1. Predict temperature conditions within farm's closed environment, ensuring optimal plant growth
  - Regression modelling task
  - Need to identify relevant/related features within provided database
<br><br>
2. Categorize combined "Plant Type-Stage" based on sensor data, aiding in strategic planning and resource allocation
  - Classification modelling task
  - Need to identify relevant/related features within provided database

# Setup environment, SQL connection and analyze SQL database

Necessary libraries will be imported when needed

Establish connection SQL database (agri.db) using relative path 'data/agri.db'

In [1]:
# Import libraries as needed
import sqlite3

# Set path to SQL database
db_path = "data/agri.db"

# Create connection to SQL database
conn = sqlite3.connect(db_path)

Set pandas options for better readability

In [2]:
import pandas as pd

pd.set_option('display.max_columns', None) # Display all columns in DataFrame
pd.set_option('display.max_rows', 100)     # Limit number of rows displayed to 100

Explore database structure by listing all tables to identify available tables for extraction

In [3]:
import pandas as pd

# Query to list all tables in database
query = "SELECT name FROM sqlite_master WHERE type='table';"
tables = pd.read_sql(query, conn)

# Display list of tables
tables

Unnamed: 0,name
0,farm_data


Since there is only 'farm_data' table in the database, the first few rows can be previewed to understand the column structure <br>
This can be cross-checked with the provided list of attributes in the PDF

In [4]:
# Preview first few rows of 'farm_data' table
farm_data_10_query = "SELECT * FROM farm_data LIMIT 10;"
farm_data_10_df = pd.read_sql(farm_data_10_query, conn)

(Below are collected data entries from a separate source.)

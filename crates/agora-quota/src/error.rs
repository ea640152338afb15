use thiserror::Error;

/// Errors surfaced by the shared credential/rate-limit layer.
#[derive(Debug, Error)]
pub enum QuotaError {
    /// Every credential for the platform is exhausted or invalid.
    #[error("no credential available for platform '{platform}'")]
    NoCredentialAvailable { platform: String },

    /// A credential id was passed that the pool does not own.
    #[error("unknown credential '{0}'")]
    UnknownCredential(String),

    /// `acquire_blocking` waited past its deadline for a token.
    #[error("rate limiter timed out after {timeout_ms}ms waiting on {service}")]
    AcquireTimeout { service: String, timeout_ms: u64 },

    /// No tier in the arena's configured order is currently usable.
    #[error("all tiers unavailable for arena '{arena}'")]
    AllTiersUnavailable { arena: String },
}
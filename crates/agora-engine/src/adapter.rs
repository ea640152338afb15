//! Contracts between the engine and its external collaborators: platform
//! adapters, the storage sink, and the scheduler's status callbacks.
//!
//! The engine never sees a platform's wire format. A batch adapter turns
//! one poll into decoded [`RawRecord`]s plus an optional cursor; a stream
//! adapter hands back a connection the supervisor drives. Exactly two
//! shapes exist, closed over by [`ArenaAdapter`].

use std::sync::Arc;

use async_trait::async_trait;
use chrono::{DateTime, Utc};
use uuid::Uuid;

use agora_core::{RawRecord, TierSpec};
use agora_quota::CredentialGrant;

use crate::error::CollectError;

/// One page/window worth of a batch poll.
#[derive(Debug)]
pub struct PollRequest<'a> {
    pub terms: &'a [String],
    pub window_start: DateTime<Utc>,
    pub window_end: DateTime<Utc>,
    /// Cursor from the previous page, for cursor-paginated providers.
    pub cursor: Option<&'a str>,
    pub tier: &'a TierSpec,
    pub credential: Option<&'a CredentialGrant>,
}

/// Result of one batch poll.
#[derive(Debug, Default)]
pub struct PollPage {
    pub records: Vec<RawRecord>,
    /// Present when the provider has more pages.
    pub next_cursor: Option<String>,
    /// Set when a cursorless provider capped the response; the collector
    /// narrows the time window and re-polls.
    pub truncated: bool,
}

/// Batch-poll contract implemented per arena, outside the core.
#[async_trait]
pub trait BatchAdapter: Send + Sync {
    fn platform(&self) -> &str;

    /// Fetches one page of raw records for the given window and terms.
    async fn poll(&self, request: PollRequest<'_>) -> Result<PollPage, CollectError>;

    /// Cheap upstream liveness probe, consulted on tier re-selection.
    async fn health_check(&self) -> Result<(), CollectError>;
}

/// One inbound event on a live stream.
#[derive(Debug)]
pub struct StreamEvent {
    pub record: RawRecord,
    /// Cursor to checkpoint once this event has been processed.
    pub cursor: Option<String>,
}

/// A live transport session owned exclusively by one `StreamSession`.
#[async_trait]
pub trait StreamConnection: Send {
    /// Issues subscribe requests for `channels`. The supervisor never
    /// passes more channels than the arena's per-connection ceiling.
    async fn subscribe(&mut self, channels: &[String]) -> Result<(), CollectError>;

    /// Next inbound event. `Ok(None)` means the server closed cleanly;
    /// an `Err` is a transport failure and drives the reconnect path.
    async fn next_event(&mut self) -> Result<Option<StreamEvent>, CollectError>;

    /// Best-effort unsubscribe before shutdown; errors are ignored by
    /// the caller.
    async fn unsubscribe(&mut self) -> Result<(), CollectError>;
}

/// Streaming contract implemented per arena, outside the core.
#[async_trait]
pub trait StreamAdapter: Send + Sync {
    fn platform(&self) -> &str;

    /// Opens a transport session. `checkpoint` is the last processed
    /// cursor, passed when the upstream supports resumption.
    async fn connect(
        &self,
        tier: &TierSpec,
        credential: Option<&CredentialGrant>,
        checkpoint: Option<&str>,
    ) -> Result<Box<dyn StreamConnection>, CollectError>;

    async fn health_check(&self) -> Result<(), CollectError>;
}

/// The two collector shapes the core ever needs.
#[derive(Clone)]
pub enum ArenaAdapter {
    Batch(Arc<dyn BatchAdapter>),
    Stream(Arc<dyn StreamAdapter>),
}

impl ArenaAdapter {
    #[must_use]
    pub fn platform(&self) -> &str {
        match self {
            ArenaAdapter::Batch(a) => a.platform(),
            ArenaAdapter::Stream(a) => a.platform(),
        }
    }
}

/// Downstream persistence for admitted records. Writes are append-style
/// and idempotent on `content_hash`; the engine assumes nothing else.
#[async_trait]
pub trait RecordSink: Send + Sync {
    async fn store(&self, record: agora_core::ContentRecord) -> Result<(), CollectError>;
}

/// Status callbacks consumed by the external scheduler.
pub trait StatusCallback: Send + Sync {
    /// A stream session exceeded its reconnect cap and needs operator
    /// intervention. Reported exactly once per session.
    fn session_failed(&self, arena: &str, session_id: Uuid, reason: &str);

    /// A stream session reached terminal `Disconnected` after a
    /// requested shutdown.
    fn session_stopped(&self, arena: &str, session_id: Uuid);
}

/// Callback that only logs; the default when the scheduler does not
/// register one.
pub struct LogStatusCallback;

impl StatusCallback for LogStatusCallback {
    fn session_failed(&self, arena: &str, session_id: Uuid, reason: &str) {
        tracing::error!(arena, session = %session_id, reason, "stream session failed");
    }

    fn session_stopped(&self, arena: &str, session_id: Uuid) {
        tracing::info!(arena, session = %session_id, "stream session stopped");
    }
}
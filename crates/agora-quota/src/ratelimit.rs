//! Token-bucket rate limiting per (service, credential) pair.
//!
//! Buckets are created lazily from tier metadata ([`RateSpec`]) on first
//! use and live only for the process lifetime. Tokens refill continuously
//! at the configured rate up to capacity; a call consumes one token, or a
//! caller-specified weight for per-unit priced services.
//!
//! [`RateLimiter::acquire_blocking`] suspends on `tokio::time::sleep`, so
//! waiting for a token never blocks unrelated work, and tests drive it
//! deterministically under a paused clock.

use std::collections::HashMap;
use std::sync::{Mutex, MutexGuard, PoisonError};
use std::time::Duration;

use tokio::time::Instant;

use agora_core::RateSpec;

use crate::error::QuotaError;

// Absorbs float error from refill timing: a caller that slept exactly
// 1/rate must see a full token.
const TOKEN_EPSILON: f64 = 1e-9;

/// Bucket key for calls that carry no credential.
const ANONYMOUS: &str = "-";

#[derive(Debug)]
struct TokenBucket {
    capacity: f64,
    refill_per_sec: f64,
    tokens: f64,
    last_refill: Instant,
}

impl TokenBucket {
    fn new(spec: &RateSpec, now: Instant) -> Self {
        Self {
            capacity: f64::from(spec.requests),
            refill_per_sec: spec.tokens_per_second(),
            tokens: f64::from(spec.requests),
            last_refill: now,
        }
    }

    fn refill(&mut self, now: Instant) {
        let elapsed = now.saturating_duration_since(self.last_refill);
        self.tokens = (self.tokens + elapsed.as_secs_f64() * self.refill_per_sec)
            .min(self.capacity);
        self.last_refill = now;
    }

    fn try_consume(&mut self, weight: f64) -> bool {
        if self.tokens + TOKEN_EPSILON >= weight {
            self.tokens = (self.tokens - weight).max(0.0);
            true
        } else {
            false
        }
    }

    /// How long until `weight` tokens will have refilled, assuming no
    /// other consumer takes them first.
    fn time_until(&self, weight: f64) -> Duration {
        let missing = (weight - self.tokens).max(0.0);
        Duration::from_secs_f64(missing / self.refill_per_sec)
    }
}

/// Enforces a request budget per (service, credential) pair. Shared
/// across arenas; all state lives behind one interior mutex.
#[derive(Default)]
pub struct RateLimiter {
    buckets: Mutex<HashMap<(String, String), TokenBucket>>,
}

impl RateLimiter {
    #[must_use]
    pub fn new() -> Self {
        Self::default()
    }

    fn lock(&self) -> MutexGuard<'_, HashMap<(String, String), TokenBucket>> {
        self.buckets.lock().unwrap_or_else(PoisonError::into_inner)
    }

    fn with_bucket<T>(
        &self,
        service: &str,
        credential: Option<&str>,
        spec: &RateSpec,
        f: impl FnOnce(&mut TokenBucket) -> T,
    ) -> T {
        let key = (
            service.to_owned(),
            credential.unwrap_or(ANONYMOUS).to_owned(),
        );
        let now = Instant::now();
        let mut guard = self.lock();
        let bucket = guard
            .entry(key)
            .or_insert_with(|| TokenBucket::new(spec, now));
        bucket.refill(now);
        f(bucket)
    }

    /// `true` when a weight-1 call would currently be admitted. Does not
    /// consume a token — tier selection probes with this before any
    /// tokens are actually spent.
    #[must_use]
    pub fn allow(&self, service: &str, credential: Option<&str>, spec: &RateSpec) -> bool {
        self.with_bucket(service, credential, spec, |b| {
            b.tokens + TOKEN_EPSILON >= 1.0
        })
    }

    /// Consumes `weight` tokens if available right now.
    #[must_use]
    pub fn try_acquire(
        &self,
        service: &str,
        credential: Option<&str>,
        spec: &RateSpec,
        weight: u32,
    ) -> bool {
        self.with_bucket(service, credential, spec, |b| {
            b.try_consume(f64::from(weight))
        })
    }

    /// Suspends until `weight` tokens are available or `timeout` elapses.
    ///
    /// # Errors
    ///
    /// Returns [`QuotaError::AcquireTimeout`] when the deadline passes
    /// without a successful acquisition.
    pub async fn acquire_blocking(
        &self,
        service: &str,
        credential: Option<&str>,
        spec: &RateSpec,
        weight: u32,
        timeout: Duration,
    ) -> Result<(), QuotaError> {
        let deadline = Instant::now() + timeout;
        loop {
            let wait = self.with_bucket(service, credential, spec, |b| {
                if b.try_consume(f64::from(weight)) {
                    None
                } else {
                    Some(b.time_until(f64::from(weight)))
                }
            });

            let Some(wait) = wait else {
                return Ok(());
            };

            let now = Instant::now();
            if now >= deadline {
                return Err(QuotaError::AcquireTimeout {
                    service: service.to_owned(),
                    timeout_ms: u64::try_from(timeout.as_millis()).unwrap_or(u64::MAX),
                });
            }
            let remaining = deadline.saturating_duration_since(now);
            tokio::time::sleep(wait.min(remaining)).await;
        }
    }
}
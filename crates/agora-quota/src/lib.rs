pub mod credentials;
pub mod error;
pub mod ratelimit;
pub mod tier;

pub use credentials::{Credential, CredentialGrant, CredentialPool, CredentialStatus};
pub use error::QuotaError;
pub use ratelimit::RateLimiter;
pub use tier::TierSelector;
use std::collections::BTreeMap;

use chrono::{DateTime, Utc};
use serde::{Deserialize, Serialize};
use utoipa::ToSchema;

use crate::identity::Category;
use crate::thresholds::{Pattern, Period};

/// One enforcement violation. Appended, never mutated.
#[derive(Debug, Clone, PartialEq, Eq, Serialize, Deserialize, ToSchema)]
pub struct ViolationRecord {
    #[schema(value_type = String, example = "login")]
    pub category: Category,
    /// Identity key (`ip=<addr>,user=<id>`)
    pub identity: String,
    /// Unix epoch milliseconds
    pub timestamp: i64,
}

/// Post-increment window counts returned by a recorded violation.
#[derive(Debug, Clone, Copy, PartialEq, Eq, Serialize, Deserialize, ToSchema)]
pub struct ViolationCounts {
    pub hourly: u64,
    pub daily: u64,
    pub weekly: u64,
}

#[derive(Debug, Clone, Serialize, Deserialize, ToSchema)]
pub struct ViolationOutcome {
    pub counts: ViolationCounts,
    /// Whether this violation put the identity over the weekly limit
    pub blocked: bool,
}

/// Aggregate over a category's violations inside one window.
#[derive(Debug, Clone, PartialEq, Eq, Serialize, Deserialize, ToSchema)]
pub struct ViolationStats {
    #[schema(value_type = String, example = "login")]
    pub category: Category,
    pub period: Period,
    pub total: u64,
    pub unique_identities: u64,
    pub unique_remote_addresses: u64,
}

/// Windowed violation counts for a single identity.
#[derive(Debug, Clone, Default, PartialEq, Eq, Serialize, Deserialize, ToSchema)]
pub struct PeriodCounts {
    pub hourly: u64,
    pub daily: u64,
    pub weekly: u64,
}

#[derive(Debug, Clone, PartialEq, Eq, Serialize, Deserialize, ToSchema)]
pub struct IdentityStats {
    pub identity: String,
    pub total_violations: u64,
    /// Category label → count within the retention window
    pub violations_by_category: BTreeMap<String, u64>,
    pub violations_by_period: PeriodCounts,
    pub is_blocked: bool,
    #[serde(default, skip_serializing_if = "Option::is_none")]
    pub blocked_until: Option<DateTime<Utc>>,
}

#[derive(Debug, Clone, PartialEq, Eq, Serialize, Deserialize, ToSchema)]
pub struct BlockedIdentity {
    pub identity: String,
    pub blocked_until: DateTime<Utc>,
    #[serde(default, skip_serializing_if = "Option::is_none")]
    pub reason: Option<String>,
}

/// Both block namespaces for one subject. Identity and geo blocks are
/// independent; either may be active without the other.
#[derive(Debug, Clone, PartialEq, Eq, Serialize, Deserialize, ToSchema)]
pub struct BlockStatus {
    pub blocked: bool,
    #[serde(default, skip_serializing_if = "Option::is_none")]
    pub until: Option<DateTime<Utc>>,
    #[serde(default, skip_serializing_if = "Option::is_none")]
    pub reason: Option<String>,
    pub geo_blocked: bool,
    #[serde(default, skip_serializing_if = "Option::is_none")]
    pub geo_until: Option<DateTime<Utc>>,
    #[serde(default, skip_serializing_if = "Option::is_none")]
    pub geo_reason: Option<String>,
}

#[derive(Debug, Clone, PartialEq, Eq, Serialize, Deserialize, ToSchema)]
pub struct PatternReport {
    pub identity: String,
    #[schema(value_type = String, example = "login")]
    pub category: Category,
    pub pattern: Pattern,
}
use std::convert::Infallible;
use std::future::Future;
use std::pin::Pin;
use std::sync::Arc;
use std::task::{Context, Poll};

use axum::extract::Request;
use axum::response::{IntoResponse, Response};
use tower::{Layer, Service, ServiceExt};
use tripwire_core::decision::{Decision, DenyReason};
use tripwire_core::identity::Category;

use super::{annotate_rate_headers, request_identity};
use crate::engine::AbuseEngine;
use crate::error::AppError;

/// Runs every request through the abuse engine: identity blocks first, then
/// geo blocks and the adaptive budget. Store trouble lets the request through.
#[derive(Clone)]
pub struct AbuseGuardLayer {
    engine: Arc<AbuseEngine>,
    /// Fixed category; derived from the path when unset
    category: Option<Category>,
    trust_forwarded_for: bool,
}

impl AbuseGuardLayer {
    pub fn new(engine: Arc<AbuseEngine>, trust_forwarded_for: bool) -> Self {
        Self {
            engine,
            category: None,
            trust_forwarded_for,
        }
    }

    pub fn with_category(mut self, category: Category) -> Self {
        self.category = Some(category);
        self
    }
}

impl<S> Layer<S> for AbuseGuardLayer {
    type Service = AbuseGuardService<S>;

    fn layer(&self, inner: S) -> Self::Service {
        AbuseGuardService {
            inner,
            engine: self.engine.clone(),
            category: self.category,
            trust_forwarded_for: self.trust_forwarded_for,
        }
    }
}

#[derive(Clone)]
pub struct AbuseGuardService<S> {
    inner: S,
    engine: Arc<AbuseEngine>,
    category: Option<Category>,
    trust_forwarded_for: bool,
}

impl<S> Service<Request> for AbuseGuardService<S>
where
    S: Service<Request, Response = Response, Error = Infallible> + Clone + Send + 'static,
    S::Future: Send + 'static,
{
    type Response = Response;
    type Error = Infallible;
    type Future = Pin<Box<dyn Future<Output = Result<Self::Response, Self::Error>> + Send>>;

    fn poll_ready(&mut self, cx: &mut Context<'_>) -> Poll<Result<(), Self::Error>> {
        self.inner.poll_ready(cx)
    }

    fn call(&mut self, req: Request) -> Self::Future {
        let not_ready = self.inner.clone();
        let ready = std::mem::replace(&mut self.inner, not_ready);
        let engine = self.engine.clone();
        let category = self
            .category
            .unwrap_or_else(|| Category::from_path(req.uri().path()));
        let identity = request_identity(&req, self.trust_forwarded_for);

        Box::pin(async move {
            let Some(identity) = identity else {
                tracing::debug!(path = %req.uri().path(), "no client address, abuse guard skipped");
                return Ok(ready.oneshot(req).await.into_response());
            };

            let id = identity.to_string();
            match engine.block_remaining(&id).await {
                Ok(Some(retry_after_secs)) => {
                    tracing::warn!(identity = %id, category = %category, "request denied: identity blocked");
                    return Ok(AppError::Denied {
                        reason: DenyReason::IpBlocked,
                        retry_after_secs,
                    }
                    .into_response());
                }
                Ok(None) => {}
                Err(err) => {
                    tracing::error!(error = %err, identity = %id, "block lookup failed, allowing request");
                }
            }

            let decision = engine.check_and_track(&identity, category).await;
            if let Decision::Deny {
                reason,
                retry_after_secs,
                ..
            } = decision
            {
                return Ok(AppError::Denied {
                    reason,
                    retry_after_secs,
                }
                .into_response());
            }

            let mut response = ready.oneshot(req).await.into_response();
            annotate_rate_headers(response.headers_mut(), &decision);
            Ok(response)
        })
    }
}

#[cfg(test)]
mod tests {
    use std::net::SocketAddr;
    use std::time::Duration;

    use axum::Router;
    use axum::body::Body;
    use axum::extract::ConnectInfo;
    use axum::http::StatusCode;
    use axum::routing::get;
    use tripwire_core::thresholds::ViolationThresholds;

    use super::*;
    use crate::engine::tests::engine_with;
    use crate::store::MemoryStore;
    use crate::store::testing::UnavailableStore;

    fn app(engine: Arc<AbuseEngine>) -> Router {
        Router::new()
            .route("/v1/auth/login", get(|| async { "ok" }))
            .layer(AbuseGuardLayer::new(engine, false))
    }

    fn request(addr: &str) -> Request {
        let mut req = Request::builder()
            .uri("/v1/auth/login")
            .body(Body::empty())
            .unwrap();
        req.extensions_mut()
            .insert(ConnectInfo(format!("{addr}:5000").parse::<SocketAddr>().unwrap()));
        req
    }

    fn memory_engine() -> Arc<AbuseEngine> {
        let (engine, _rx) = engine_with(Arc::new(MemoryStore::new()), ViolationThresholds::default());
        Arc::new(engine)
    }

    #[tokio::test]
    async fn allowed_requests_carry_budget_headers() {
        let response = app(memory_engine())
            .oneshot(request("192.0.2.20"))
            .await
            .unwrap();
        assert_eq!(response.status(), StatusCode::OK);
        assert_eq!(response.headers()["x-ratelimit-limit"], "100");
        assert_eq!(response.headers()["x-ratelimit-remaining"], "99");
    }

    #[tokio::test]
    async fn identity_block_is_enforced_before_the_engine() {
        let engine = memory_engine();
        engine
            .block_identity("ip=192.0.2.21,user=anonymous", None, Duration::from_secs(300))
            .await
            .unwrap();
        let response = app(engine).oneshot(request("192.0.2.21")).await.unwrap();
        assert_eq!(response.status(), StatusCode::FORBIDDEN);
        let retry: u64 = response.headers()["retry-after"]
            .to_str()
            .unwrap()
            .parse()
            .unwrap();
        assert!(retry > 0 && retry <= 300);
    }

    #[tokio::test]
    async fn geo_block_returns_403() {
        let engine = memory_engine();
        engine
            .block_geographic("192.0.2.22".parse().unwrap(), None, Duration::from_secs(300))
            .await
            .unwrap();
        let response = app(engine).oneshot(request("192.0.2.22")).await.unwrap();
        assert_eq!(response.status(), StatusCode::FORBIDDEN);
    }

    #[tokio::test]
    async fn unavailable_store_lets_traffic_through() {
        let (engine, _rx) = engine_with(Arc::new(UnavailableStore), ViolationThresholds::default());
        let response = app(Arc::new(engine))
            .oneshot(request("192.0.2.23"))
            .await
            .unwrap();
        assert_eq!(response.status(), StatusCode::OK);
        assert!(response.headers().get("x-ratelimit-limit").is_none());
    }
}
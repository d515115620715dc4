use clap::Args;
use serde_json::json;

use crate::util::api_request;

/// Subject of a decision or violation report
#[derive(Args)]
pub struct SubjectArgs {
    /// Client IPv4/IPv6 address
    #[arg(long)]
    pub remote_address: String,
    /// Authenticated user id (omit for anonymous traffic)
    #[arg(long)]
    pub user_id: Option<String>,
    /// Route category (e.g. login, register, 2fa_setup)
    #[arg(long, default_value = "default")]
    pub category: String,
}

impl SubjectArgs {
    fn body(&self) -> serde_json::Value {
        let mut body = json!({
            "remote_address": self.remote_address,
            "category": self.category,
        });
        if let Some(user_id) = &self.user_id {
            body["user_id"] = json!(user_id);
        }
        body
    }
}

/// Ask for an allow/deny decision. `--include` shows the rate-limit headers.
pub async fn check(api_url: &str, subject: SubjectArgs, include: bool) -> i32 {
    api_request(
        api_url,
        reqwest::Method::POST,
        "/v1/check",
        None,
        Some(subject.body()),
        &[],
        include,
    )
    .await
}

/// Report a violation. Requires an admin key, since violations escalate to blocks.
pub async fn report_violation(
    api_url: &str,
    token: &str,
    subject: SubjectArgs,
    include: bool,
) -> i32 {
    api_request(
        api_url,
        reqwest::Method::POST,
        "/v1/violations",
        Some(token),
        Some(subject.body()),
        &[],
        include,
    )
    .await
}

#[cfg(test)]
mod tests {
    use super::*;

    #[test]
    fn anonymous_subject_omits_user_id() {
        let subject = SubjectArgs {
            remote_address: "192.0.2.1".to_string(),
            user_id: None,
            category: "login".to_string(),
        };
        assert_eq!(
            subject.body(),
            json!({ "remote_address": "192.0.2.1", "category": "login" })
        );
    }
}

# Display first few rows of table
farm_data_10_df.head(10)

Unnamed: 0,System Location Code,Previous Cycle Plant Type,Plant Type,Plant Stage,Temperature Sensor (°C),Humidity Sensor (%),Light Intensity Sensor (lux),CO2 Sensor (ppm),EC Sensor (dS/m),O2 Sensor (ppm),Nutrient N Sensor (ppm),Nutrient P Sensor (ppm),Nutrient K Sensor (ppm),pH Sensor,Water Level Sensor (mm)
0,Zone_D,Herbs,Vine Crops,Maturity,23.34,,454.0,937,1.82,4,161.0,64,201.0,6.1,28.150346
1,Zone_G,Herbs,VINE CROPS,Vegetative,-24.16,63.14,441.0,938,2.13,6,161.0,53,,6.5,31.0
2,Zone_F,Herbs,herbs,maturity,23.84,,562.0,1246,1.21,8,228.0,79,292.0,6.4,26.0
3,Zone_G,Herbs,fruiting vegetables,Vegetative,22.61,,651.0,1346,1.96,6,,53 ppm,289.0,6.6,
4,Zone_B,Vine Crops,LEAFY GREENS,seedling,22.88,,144.0,812,2.76,5,61.0,19,168.0,5.5,28.0
5,Zone_C,Vine Crops,FRUITING VEGETABLES,MATURITY,25.96,,675.0,1338,1.75,8,227.0,53,258.0,6.2,23.092135
6,Zone_A,Leafy Greens,Vine Crops,Maturity,,,514.0,1103,1.14,8,174.0,62,217.0,5.5,35.0
7,Zone_G,Herbs,Leafy Greens,Maturity,20.16,,317.0,1133,1.52,10,,,277.0,5.8,39.611156
8,Zone_G,Herbs,Leafy Greens,Maturity,20.16,,317.0,1133,1.52,10,,,277.0,5.8,39.611156
9,Zone_B,Vine Crops,Vine Crops,MATURITY,25.59,,435.0,845,2.07,8,150.0,70,210.0,5.3,27.835062


There are a few issues in the current database that will have to be sorted out before the data can be used for feature engineering or used in machine learning modelling <br>
<br>
Currently identified issues:
| Column Name | Issue |
| :---------: | :---: |
| Plant Type  | Non-standardized naming format |
| Plant Stage | Non-standardized naming format |
| Temperature Sensor | Missing values (NaN) |
|                    | Negative value |
| Humidity Sensor | Missing values (NaN) |
| Nutrient * Sensor | Missing value (None) |
|                   | Values with units |
| Water Level Sensor | Missing value (NaN) |

The schema of 'farm_data' table can be retrieved to understand the columns' data type <br>
However, this might not be fully accurate prior to data clean-up due to missing or incorrectly labelled values

In [5]:
# Get schema of 'farm_data' table
schema_query = "PRAGMA table_info(farm_data);"
schema_df = pd.read_sql(schema_query, conn)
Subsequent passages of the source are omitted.